A full description of the supported import formats and how they may be referenced is available in the in the Supported File Formats page.

Creating a Mapping

Settings

Start from the sample worksheet provided above. Settings include the importer name, format of the input data, CollectiveAccess table to import to, and more. This section can be placed at the top or bottom of a mapping spreadsheet with the setting in the first column and parameter in the second. It functions separately from the main column-defined body of the import mapping.

Setting Description Parameter notes Example
name Give your mapping a name. Arbitrary text My Sample mapping
code Give your mapping an alphanumeric code of the mapping Arbitrary text, with no special characters or spaces my_sample_mapping
inputFormats Sets type of source (input) data that can be handled by this import mapping. Values are format codes defined by the various DataReader plugins. file type XLSX
table Sets the table for the imported data. If you are importing Objects, set the table to ca_objects. If you are importing Collections, set this to ca_collections, and so on. Corresponds to the CollectiveAccess basic tables ca_objects
type Set the Type of record to set all imported records to. If you are importing Objects, what type are they? Photographs, Artifacts, Paintings, etc. This value needs to correspond to an existing value in the the types list. For objects, the list isobject_types. If the import includes a mapping to type_id, that will be privileged and the type setting will be ignored. CollectiveAccess list item code image
numInitialRowsToSkip The number of rows at the top of the data set to skip. Use this setting to skip over column headers in spreadsheets and similar data. numeric value 1
existingRecordPolicy

Determines how existing records in the CollectiveAccess system are checked for and handled for the mapping. Also determines how records created by the mapping are merged with other instances (idno and/or preferred label) in the data source.

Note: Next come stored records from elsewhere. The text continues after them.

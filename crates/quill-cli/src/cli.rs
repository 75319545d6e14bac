use clap::{Parser, Subcommand};
use quill_core::RewriteAction;
use std::env;
use std::path::PathBuf;

#[derive(Parser)]
#[command(
    version = env!("CARGO_PKG_VERSION"),
    about = "quill - rewrite the selected text in any application",
    long_about = "quill copies the text you have selected, sends it to a language model \
                  for grammar correction, rephrasing, summarizing or translation, and pastes \
                  the result back in place. Bind the actions to global shortcuts with \
                  'quill start'."
)]
pub struct Quill {
    #[clap(subcommand)]
    pub commands: Option<Commands>,
}

#[derive(Subcommand)]
pub enum Commands {
    /// Start the shortcut daemon and the local API server
    Start {
        #[clap(long, short, default_value = "3000", help = "Port for the API server")]
        port: u16,
    },
    /// Stop the quill daemon
    Stop,
    /// Check the status of the quill daemon
    Status,
    /// Start just the API server (without daemon)
    Serve {
        #[clap(long, short, default_value = "3000", help = "Port to listen on")]
        port: u16,
    },
    /// Show the API server port
    Port,
    /// Check if the API server is responsive
    ApiStatus,
    /// Rewrite the selection in the focused application once
    Run {
        #[clap(help = "grammar, rephrase, summarize or translate")]
        action: RewriteAction,

        #[clap(long, short, help = "Target language for translate")]
        language: Option<String>,
    },
    /// Rewrite the given text and print the result
    Rewrite {
        #[clap(help = "grammar, rephrase, summarize or translate")]
        action: RewriteAction,

        #[clap(long, short, help = "Text to rewrite")]
        text: String,

        #[clap(long, short, help = "Target language for translate")]
        language: Option<String>,
    },
    /// Show or change settings
    Config {
        #[clap(subcommand)]
        command: ConfigCommand,
    },
    /// Show, clear or export the rewrite history
    History {
        #[clap(subcommand)]
        command: HistoryCommand,
    },
    /// Show, clear or export usage statistics
    Stats {
        #[clap(subcommand)]
        command: StatsCommand,
    },
    /// Check clipboard access, helper tools, permissions and notifications
    Doctor,
    // Hidden command used internally to run the daemon worker
    #[clap(hide = true)]
    DaemonWorker,
}

#[derive(Subcommand)]
pub enum ConfigCommand {
    /// Print all settings (API keys masked)
    Show,
    /// Print the settings file location
    Path,
    /// Restore every setting to its default
    Reset,
    /// Print one setting, e.g. `shortcuts.grammar`
    Get { key: String },
    /// Change one setting, e.g. `set features.translate false`
    Set { key: String, value: String },
}

#[derive(Subcommand)]
pub enum HistoryCommand {
    /// List recent rewrites, newest first
    List {
        #[clap(long, short = 'n', default_value = "10", help = "Number of entries to show")]
        limit: usize,
    },
    /// Delete all history entries
    Clear,
    /// Write the history to a JSON file
    Export {
        #[clap(long, short, help = "Output file (default: quill-history-<date>.json)")]
        output: Option<PathBuf>,
    },
}

#[derive(Subcommand)]
pub enum StatsCommand {
    /// Print usage counters
    Show,
    /// Reset all counters
    Clear,
    /// Write the counters to a JSON file
    Export {
        #[clap(long, short, help = "Output file (default: quill-stats-<date>.json)")]
        output: Option<PathBuf>,
    },
}
//! Global shortcut accelerators (`CommandOrControl+Shift+G`) and the matcher
//! that turns raw key events into rewrite actions.

use crate::action::RewriteAction;
use crate::error::{QuillError, Result};
use crate::settings::Settings;
use rdev::{EventType, Key};
use std::fmt;

#[derive(Debug, Clone, Copy, PartialEq, Eq, Default)]
pub struct Modifiers {
    pub control: bool,
    pub shift: bool,
    pub alt: bool,
    pub meta: bool,
}

impl Modifiers {
    pub fn is_empty(&self) -> bool {
        !(self.control || self.shift || self.alt || self.meta)
    }
}

/// A parsed accelerator: a set of modifiers plus exactly one key.
#[derive(Debug, Clone, Copy, PartialEq)]
pub struct Hotkey {
    pub modifiers: Modifiers,
    pub key: Key,
}

impl Hotkey {
    /// Parse an accelerator for the current OS (`CommandOrControl` is
    /// Command on macOS and Control elsewhere).
    pub fn parse(accelerator: &str) -> Result<Self> {
        Self::parse_with(accelerator, cfg!(target_os = "macos"))
    }

    pub fn parse_with(accelerator: &str, command_is_meta: bool) -> Result<Self> {
        let trimmed = accelerator.trim();
        if trimmed.is_empty() {
            return Err(QuillError::InvalidShortcut(
                "Shortcut cannot be empty".to_string(),
            ));
        }

        let parts: Vec<&str> = trimmed.split('+').map(|s| s.trim()).collect();
        if parts.len() < 2 {
            return Err(QuillError::InvalidShortcut(format!(
                "'{}' must include at least one modifier (e.g., Ctrl, Shift, Alt)",
                trimmed
            )));
        }

        let (key_part, modifier_parts) = match parts.split_last() {
            Some(split) => split,
            None => {
                return Err(QuillError::InvalidShortcut(format!(
                    "'{}' has no key",
                    trimmed
                )))
            }
        };

        let mut modifiers = Modifiers::default();
        for part in modifier_parts {
            match part.to_lowercase().as_str() {
                "commandorcontrol" | "cmdorctrl" => {
                    if command_is_meta {
                        modifiers.meta = true;
                    } else {
                        modifiers.control = true;
                    }
                }
                "command" | "cmd" | "super" | "meta" => modifiers.meta = true,
                "control" | "ctrl" => modifiers.control = true,
                "alt" | "option" => modifiers.alt = true,
                "shift" => modifiers.shift = true,
                other => {
                    return Err(QuillError::InvalidShortcut(format!(
                        "Invalid modifier '{}' in '{}'",
                        other, trimmed
                    )))
                }
            }
        }

        let key = parse_key(key_part).ok_or_else(|| {
            QuillError::InvalidShortcut(format!("Unsupported key '{}' in '{}'", key_part, trimmed))
        })?;

        Ok(Hotkey { modifiers, key })
    }
}

impl fmt::Display for Hotkey {
    fn fmt(&self, f: &mut fmt::Formatter<'_>) -> fmt::Result {
        let mut parts: Vec<String> = Vec::new();
        if self.modifiers.control {
            parts.push("Ctrl".to_string());
        }
        if self.modifiers.meta {
            parts.push("Command".to_string());
        }
        if self.modifiers.alt {
            parts.push("Alt".to_string());
        }
        if self.modifiers.shift {
            parts.push("Shift".to_string());
        }
        parts.push(key_name(self.key));
        f.write_str(&parts.join("+"))
    }
}

fn parse_key(name: &str) -> Option<Key> {
    let upper = name.to_uppercase();
    let key = match upper.as_str() {
        "A" => Key::KeyA,
        "B" => Key::KeyB,
        "C" => Key::KeyC,
        "D" => Key::KeyD,
        "E" => Key::KeyE,
        "F" => Key::KeyF,
        "G" => Key::KeyG,
        "H" => Key::KeyH,
        "I" => Key::KeyI,
        "J" => Key::KeyJ,
        "K" => Key::KeyK,
        "L" => Key::KeyL,
        "M" => Key::KeyM,
        "N" => Key::KeyN,
        "O" => Key::KeyO,
        "P" => Key::KeyP,
        "Q" => Key::KeyQ,
        "R" => Key::KeyR,
        "S" => Key::KeyS,
        "T" => Key::KeyT,
        "U" => Key::KeyU,
        "V" => Key::KeyV,
        "W" => Key::KeyW,
        "X" => Key::KeyX,
        "Y" => Key::KeyY,
        "Z" => Key::KeyZ,
        "0" => Key::Num0,
        "1" => Key::Num1,
        "2" => Key::Num2,
        "3" => Key::Num3,
        "4" => Key::Num4,
        "5" => Key::Num5,
        "6" => Key::Num6,
        "7" => Key::Num7,
        "8" => Key::Num8,
        "9" => Key::Num9,
        "F1" => Key::F1,
        "F2" => Key::F2,
        "F3" => Key::F3,
        "F4" => Key::F4,
        "F5" => Key::F5,
        "F6" => Key::F6,
        "F7" => Key::F7,
        "F8" => Key::F8,
        "F9" => Key::F9,
        "F10" => Key::F10,
        "F11" => Key::F11,
        "F12" => Key::F12,
        "SPACE" => Key::Space,
        "ENTER" | "RETURN" => Key::Return,
        "TAB" => Key::Tab,
        "ESC" | "ESCAPE" => Key::Escape,
        _ => return None,
    };
    Some(key)
}

fn key_name(key: Key) -> String {
    match key {
        Key::Space => "Space".to_string(),
        Key::Return => "Enter".to_string(),
        Key::Tab => "Tab".to_string(),
        Key::Escape => "Escape".to_string(),
        other => {
            // KeyA -> A, Num1 -> 1, F5 -> F5
            let debug = format!("{:?}", other);
            debug
                .strip_prefix("Key")
                .or_else(|| debug.strip_prefix("Num"))
                .map(|s| s.to_string())
                .unwrap_or(debug)
        }
    }
}

/// Parse every enabled shortcut in `settings` and reject duplicate bindings.
pub fn bindings_from_settings(settings: &Settings) -> Result<Vec<(Hotkey, RewriteAction)>> {
    let mut bindings: Vec<(Hotkey, RewriteAction)> = Vec::new();

    for action in RewriteAction::ALL {
        if !settings.features.is_enabled(action) {
            continue;
        }
        let accelerator = settings.shortcuts.get(action);
        let hotkey = Hotkey::parse(accelerator)?;

        if let Some((_, existing)) = bindings.iter().find(|(bound, _)| *bound == hotkey) {
            return Err(QuillError::InvalidShortcut(format!(
                "'{}' is bound to both {} and {}",
                accelerator, existing, action
            )));
        }
        bindings.push((hotkey, action));
    }

    Ok(bindings)
}

/// Tracks held modifier keys from a raw event stream and reports which
/// binding, if any, a key press completes.
pub struct HotkeyMatcher {
    bindings: Vec<(Hotkey, RewriteAction)>,
    held: Vec<Key>,
    // Suppresses OS auto-repeat until the trigger key is released
    fired: Option<Key>,
}

impl HotkeyMatcher {
    pub fn new(bindings: Vec<(Hotkey, RewriteAction)>) -> Self {
        Self {
            bindings,
            held: Vec::new(),
            fired: None,
        }
    }

    pub fn from_settings(settings: &Settings) -> Result<Self> {
        Ok(Self::new(bindings_from_settings(settings)?))
    }

    pub fn bindings(&self) -> &[(Hotkey, RewriteAction)] {
        &self.bindings
    }

    pub fn held_modifiers(&self) -> Modifiers {
        let mut modifiers = Modifiers::default();
        for key in &self.held {
            match key {
                Key::ControlLeft | Key::ControlRight => modifiers.control = true,
                Key::ShiftLeft | Key::ShiftRight => modifiers.shift = true,
                Key::Alt | Key::AltGr => modifiers.alt = true,
                Key::MetaLeft | Key::MetaRight => modifiers.meta = true,
                _ => {}
            }
        }
        modifiers
    }

    pub fn handle(&mut self, event: &EventType) -> Option<RewriteAction> {
        match event {
            EventType::KeyPress(key) => {
                if is_modifier(*key) {
                    if !self.held.contains(key) {
                        self.held.push(*key);
                    }
                    return None;
                }
                if self.fired == Some(*key) {
                    return None;
                }

                let held = self.held_modifiers();
                let action = self
                    .bindings
                    .iter()
                    .find(|(hotkey, _)| hotkey.key == *key && hotkey.modifiers == held)
                    .map(|(_, action)| *action);
                if action.is_some() {
                    self.fired = Some(*key);
                }
                action
            }
            EventType::KeyRelease(key) => {
                self.held.retain(|held| held != key);
                if self.fired == Some(*key) {
                    self.fired = None;
                }
                None
            }
            _ => None,
        }
    }
}

fn is_modifier(key: Key) -> bool {
    matches!(
        key,
        Key::ControlLeft
            | Key::ControlRight
            | Key::ShiftLeft
            | Key::ShiftRight
            | Key::Alt
            | Key::AltGr
            | Key::MetaLeft
            | Key::MetaRight
    )
}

(In CollectiveAccess, the primary ID field is “idno” and the title/name field of each record is “preferred_label”.)

From version 1.7.9 options to skip, merge or overwrite on internal CollectiveAccess record ids is also supported via the *_on_id options. These options can be useful when re-importing data previously exported from a CollectiveAccess instance.

none
skip_on_idno
merge_on_idno
overwrite_on_idno
skip_on_preferred_labels
merge_on_preferred_labels
overwrite_on_preferred_labels
skip_on_idno_and_preferred_labels
merge_on_idno_and_preferred_labels
overwrite_on_idno_and_preferred_labels
merge_on_idno_with_replace
merge_on_preferred_labels_with_replace
merge_on_idno_and_preferred_labels_with_replace
skip_on_id
merge_on_id
merge_on_id_with_replace
overwrite_on_id
  none
ignoreTypeForExistingRecordPolicy If set record type will be ignored when looking for existing records as specified by the existing records policy. 0 or 1 0
mergeOnly If set data will only be merged with existing records using the existing records policy and no new records will be created. Available from version 1.7.9. 0 or 1 0
dontDoImport If set then the mapping will be evaluated but no rows actually imported. This can be useful when you want to run a refinery over the rows of a data set but not actually perform the primary import. 0 or 1 0
basePath For XML data formats, an XPath expression selecting nodes to be treated as individual records. If left blank, each XML document will be treated as a single record. Must be a valid Xpath expression /export
locale Sets the locale used for all imported data. Leave empty or omit to use the system default locale. Otherwise set it to a valid locale code (Ex. en_US, es_MX, fr_CA). Must be a valid ISO locale code. en_US
errorPolicy Determines how errors are handled for the import. Options are to ignore the error, stop the import when an error is encountered and to receive a prompt when the error is encountered. Default is to ignore. ignore stop ignore

Rule Types (Column 1)

Each row in the mapping must have a rule defined that determines how the importer will treat the record. Available rules are:

Rule type Description
Mapping Maps a data source column or table.field to a CollectiveAccess metadata element. Mappings can carry refineries (see below).
SKIP Use SKIP to ignore a data source column or table.field.
Constant Set a data source column or table.field to an arbitrary constant value. Include the chosen value in the Source column on the mapping spreadsheet. Matches on CollectiveAccess list item idno.
Rule Performs actions during the import (such as skipping or setting data) based on conditional expressions. Made up of two parts: “Rule triggers” and “Rule actions.” TEST See Rules page for more information: Rules
Setting Sets preferences for the mapping (see below).

Source (Column 2)

The source column sets which column from the data source is to be mapped or skipped. You can also set a constant data value, rather than a mapping, by setting the rule type to “constant” and the source column as the value or list item idno from your CollectiveAccess configuration.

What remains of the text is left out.